Items listed in a dataset
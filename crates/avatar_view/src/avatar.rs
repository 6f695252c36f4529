//! Ownership of networked avatars.
//!
//! The presentation toggle only needs to know whether an avatar belongs to the
//! local participant. Any component can carry that answer by implementing
//! [`Ownership`]; [`Avatar`] is the carrier used by default.

use bevy::prelude::*;
use serde::{Deserialize, Serialize};

/// Capability of a component to tell whether its entity is the local participant.
pub trait Ownership: Component {
    fn is_local(&self) -> bool;
}

/// Networked avatar root. `is_local` is populated by the networking layer.
#[derive(Component, Debug, Clone, Copy, Default, PartialEq, Eq, Serialize, Deserialize, Reflect)]
#[reflect(Component)]
pub struct Avatar {
    pub is_local: bool,
}

impl Avatar {
    pub const LOCAL: Self = Self { is_local: true };
    pub const REMOTE: Self = Self { is_local: false };
}

impl Ownership for Avatar {
    fn is_local(&self) -> bool {
        self.is_local
    }
}

#[derive(Debug, Clone, Copy, PartialEq, Eq, Hash, Reflect)]
pub enum AvatarRole {
    Local,
    Remote,
}

impl From<bool> for AvatarRole {
    fn from(is_local: bool) -> Self {
        if is_local { Self::Local } else { Self::Remote }
    }
}

/// Marker for the avatar controlled by this process.
#[derive(Component, Debug, Clone, Copy, Default)]
pub struct LocalPlayer;

/// Inserted once the presentation toggle has handled an avatar.
#[derive(Component, Debug, Clone, Copy, PartialEq, Eq, Reflect)]
#[reflect(Component)]
pub struct PresentationApplied {
    pub role: AvatarRole,
}
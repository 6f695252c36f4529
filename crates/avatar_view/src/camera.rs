use bevy::prelude::*;

/// Marker for the scene-wide default camera, the one a local avatar takes over from.
#[derive(Component, Debug, Clone, Copy, Default, Reflect)]
#[reflect(Component)]
pub struct MainCamera;

/// Returns the first active main camera that is not part of `exclude`.
///
/// Inactive main cameras are skipped, so a camera that was already switched off
/// is never reported.
pub fn find_main_camera<'a>(
    cameras: impl IntoIterator<Item = (Entity, &'a Camera, bool)>,
    exclude: &[Entity],
) -> Option<Entity> {
    cameras
        .into_iter()
        .find(|(entity, camera, is_main)| {
            *is_main && camera.is_active && !exclude.contains(entity)
        })
        .map(|(entity, _, _)| entity)
}
//! Ownership-based presentation for networked avatars.
//!
//! When an avatar appears, this crate decides whether its camera and audio
//! listener should be the ones the player sees and hears:
//! - the avatar of this process takes over from the scene's [`MainCamera`];
//! - avatars of other participants get their camera and listener switched off.
//!
//! Ownership is read through the [`Ownership`] capability, so any networking
//! layer can plug in its own component. [`Avatar`] is the default carrier and
//! [`PlayerIdentityPlugin`] fills it from replicated [`PlayerIdentity`] ids.
//!
//! # Example
//! ```no_run
//! use avatar_view::prelude::*;
//! use bevy::prelude::*;
//!
//! App::new()
//!     .add_plugins(DefaultPlugins)
//!     .add_plugins((AvatarViewPlugin::<Avatar>::default(), PlayerIdentityPlugin))
//!     .insert_resource(LocalClient(42))
//!     .run();
//! ```

pub mod audio;
pub mod avatar;
pub mod camera;
pub mod error;
pub mod identity;
pub mod presentation;
pub mod settings;

pub use audio::AudioListener;
pub use avatar::{Avatar, AvatarRole, LocalPlayer, Ownership, PresentationApplied};
pub use camera::MainCamera;
pub use error::{PresentationError, SettingsError};
pub use identity::{LocalClient, PlayerIdentity, PlayerIdentityPlugin};
pub use presentation::{AvatarPresented, AvatarRig, PresentationFailed};
pub use settings::{AvatarViewSettings, MissingComponentPolicy};

pub mod prelude {
    pub use crate::{
        AudioListener, Avatar, AvatarPresented, AvatarRole, AvatarViewPlugin, AvatarViewSet,
        AvatarViewSettings, LocalClient, LocalPlayer, MainCamera, MissingComponentPolicy,
        Ownership, PlayerIdentity, PlayerIdentityPlugin, PresentationApplied,
        PresentationFailed,
    };
}

use bevy::prelude::*;
use std::marker::PhantomData;

/// Ordering of the avatar view systems inside `Update`.
#[derive(SystemSet, Debug, Hash, PartialEq, Eq, Clone)]
pub enum AvatarViewSet {
    /// Ownership flags are populated.
    Identify,
    /// Cameras and listeners of new avatars are switched.
    Present,
    /// Listener state is mirrored onto the audio engine.
    Sync,
}

/// Registers the presentation toggle for avatars carrying ownership component `O`.
///
/// Settings are taken from an [`AvatarViewSettings`] resource if one was inserted
/// before the plugin, otherwise defaults are used.
pub struct AvatarViewPlugin<O: Ownership = Avatar> {
    _marker: PhantomData<fn() -> O>,
}

impl<O: Ownership> Default for AvatarViewPlugin<O> {
    fn default() -> Self {
        Self {
            _marker: PhantomData,
        }
    }
}

impl<O: Ownership> Plugin for AvatarViewPlugin<O> {
    fn build(&self, app: &mut App) {
        app.init_resource::<AvatarViewSettings>()
            .register_type::<AvatarViewSettings>()
            .register_type::<Avatar>()
            .register_type::<MainCamera>()
            .register_type::<AudioListener>()
            .register_type::<PresentationApplied>()
            .add_message::<AvatarPresented>()
            .add_message::<PresentationFailed>()
            .configure_sets(
                Update,
                (
                    AvatarViewSet::Identify,
                    AvatarViewSet::Present,
                    AvatarViewSet::Sync,
                )
                    .chain(),
            )
            .add_systems(
                Update,
                presentation::apply_avatar_presentation::<O>.in_set(AvatarViewSet::Present),
            )
            .add_systems(
                Update,
                (
                    audio::sync_spatial_listeners,
                    audio::detect_multiple_listeners.pipe(audio::warn_multiple_listeners),
                )
                    .in_set(AvatarViewSet::Sync),
            );
    }
}

#[cfg(test)]
mod tests {
    use super::*;

    #[test]
    fn test_plugin_builds() {
        let mut app = App::new();
        app.add_plugins(AvatarViewPlugin::<Avatar>::default());

        assert!(app.world().contains_resource::<AvatarViewSettings>());
        assert!(app.world().contains_resource::<Messages<AvatarPresented>>());
    }

    #[test]
    fn test_plugin_keeps_inserted_settings() {
        let mut app = App::new();
        app.insert_resource(AvatarViewSettings {
            demote_main_camera: false,
            ..default()
        })
        .add_plugins(AvatarViewPlugin::<Avatar>::default());

        assert!(!app.world().resource::<AvatarViewSettings>().demote_main_camera);
    }
}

TASK REQUIREMENTS
Write the number of data lines with "AudioListener", nothing else.

OUTPUT FOR THIS TASK
3